Tuesday, May 21, 2024
SportIAAF World Cross Country Championships in Brussels

IAAF World Cross Country Championships in Brussels

After their team’s triumphs on the track in Paris last summer, next weekend’s 32nd IAAF World Cross Country Championships in Brussels, Belgium (20/21 March) will be another chance for Ethiopia to prove itself as the world’s top long distance running nation.

Last year in Lausanne, the Ethiopians won four of the six individual gold medals on offer and two of the team titles, but with many of the current squad of thirty-two athletes “been there and seen it all before”, the nation is already looking forward to a possible clean sweep of the individual gold medals and perhaps more team titles.

However, according to Endalk Kelemwork, Technical Director of the Ethiopian Athletics Federation (EAF), the challenge is too fierce this time around to even contemplate such an ambition. “I think we will have stiffer competition this time around,” he said, “however, we will be prepared for better results in Brussels.”

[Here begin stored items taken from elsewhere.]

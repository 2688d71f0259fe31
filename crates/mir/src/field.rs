use num_bigint::{BigInt, BigUint, Sign};
use num_traits::Zero;
use p3_field::{Field, FieldAlgebra, PrimeField};
use serde::{Deserialize, Serialize};

/// Describes the arithmetic capacity of a target field.
///
/// `bandwidth` is the number of bits that can be stored in one field element
/// with room left for evaluating a constraint without wrap-around;
/// `max_register_width` caps the width of any single register after
/// subdivision.
#[derive(Clone, Debug, PartialEq, Eq, Serialize, Deserialize)]
pub struct FieldConfig {
    pub name: String,
    pub bandwidth: usize,
    pub max_register_width: usize,
}

impl FieldConfig {
    pub fn new(name: impl Into<String>, bandwidth: usize, max_register_width: usize) -> Self {
        assert!(
            max_register_width <= bandwidth,
            "max register width {max_register_width} exceeds bandwidth {bandwidth}"
        );
        assert!(max_register_width > 0, "max register width must be positive");
        Self {
            name: name.into(),
            bandwidth,
            max_register_width,
        }
    }
}

/// Reduces an unsigned big integer into the field.
pub fn from_biguint<F: FieldAlgebra>(value: &BigUint) -> F {
    // Horner over base-2^32 digits, most significant first.
    let base = F::from_wrapped_u64(1 << 32);
    let mut acc = F::ZERO;
    for digit in value.to_u32_digits().iter().rev() {
        acc = acc * base.clone() + F::from_wrapped_u32(*digit);
    }
    acc
}

/// Reduces a signed big integer into the field.
pub fn from_bigint<F: FieldAlgebra>(value: &BigInt) -> F {
    let magnitude = from_biguint::<F>(value.magnitude());
    if value.sign() == Sign::Minus {
        -magnitude
    } else {
        magnitude
    }
}

/// The canonical value of `x` as an unsigned big integer.
pub fn to_biguint<F: PrimeField>(x: &F) -> BigUint {
    x.as_canonical_biguint()
}

/// The canonical value of `x`, read as a signed integer: values above
/// `(p - 1) / 2` count as negative. This is the reading under which limb
/// recombination constants keep small magnitudes.
pub fn signed_canonical<F: PrimeField>(x: &F) -> BigInt {
    let value = x.as_canonical_biguint();
    let order = F::order();
    if &value + &value > order {
        BigInt::from(value) - BigInt::from(F::order())
    } else {
        BigInt::from(value)
    }
}

/// `2^n` as a field element.
pub fn two_pow_n<F: FieldAlgebra>(n: usize) -> F {
    F::TWO.exp_u64(n as u64)
}

/// The multiplicative inverse of `2^n`.
pub fn pow2_inverse<F: Field>(n: usize) -> F {
    two_pow_n::<F>(n).inverse()
}

/// Keeps the low `width` bits of the canonical value of `x`.
pub fn mask_value<F: PrimeField>(x: &F, width: usize) -> F {
    let mask = (BigUint::from(1u32) << width) - BigUint::from(1u32);
    from_biguint(&(x.as_canonical_biguint() & mask))
}

/// The canonical value of `x` as 32 big-endian bytes. Constants wider than
/// 256 bits are not representable in any supported field.
pub fn to_be_bytes_32<F: PrimeField>(x: &F) -> [u8; 32] {
    let bytes = x.as_canonical_biguint().to_bytes_be();
    assert!(bytes.len() <= 32, "canonical value exceeds 32 bytes");
    let mut out = [0u8; 32];
    out[32 - bytes.len()..].copy_from_slice(&bytes);
    out
}

/// Rebuilds a field element from 32 big-endian bytes, reducing mod the field
/// order.
pub fn from_be_bytes_32<F: FieldAlgebra>(bytes: &[u8; 32]) -> F {
    from_biguint(&BigUint::from_bytes_be(bytes))
}

/// Number of bits needed to represent `value`; 0 for 0.
pub fn bits(value: &BigUint) -> usize {
    if value.is_zero() {
        0
    } else {
        value.bits() as usize
    }
}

Under the astute leadership of National team head coach and 71-year old “Father of Ethiopian Athletics” Dr. Woldemeskel Kostre, a strong national team has been built with which Ethiopia hopes to dominate the world for some time.

The cream of the Ethiopian squad for Brussels is made up of six Athletes. Kenenisa Bekele, Werkinesh Kidane, Tirunesh and Ejigayehou Dibaba, Sileshi Sihine, and Gebregziabher Gebremariam, who are all 22 years or under. Among them they have won four medals (two gold, one silver, and one Bronze) at the Paris World championships, and six medals (four gold, one silver, and one bronze) in Lausanne last year.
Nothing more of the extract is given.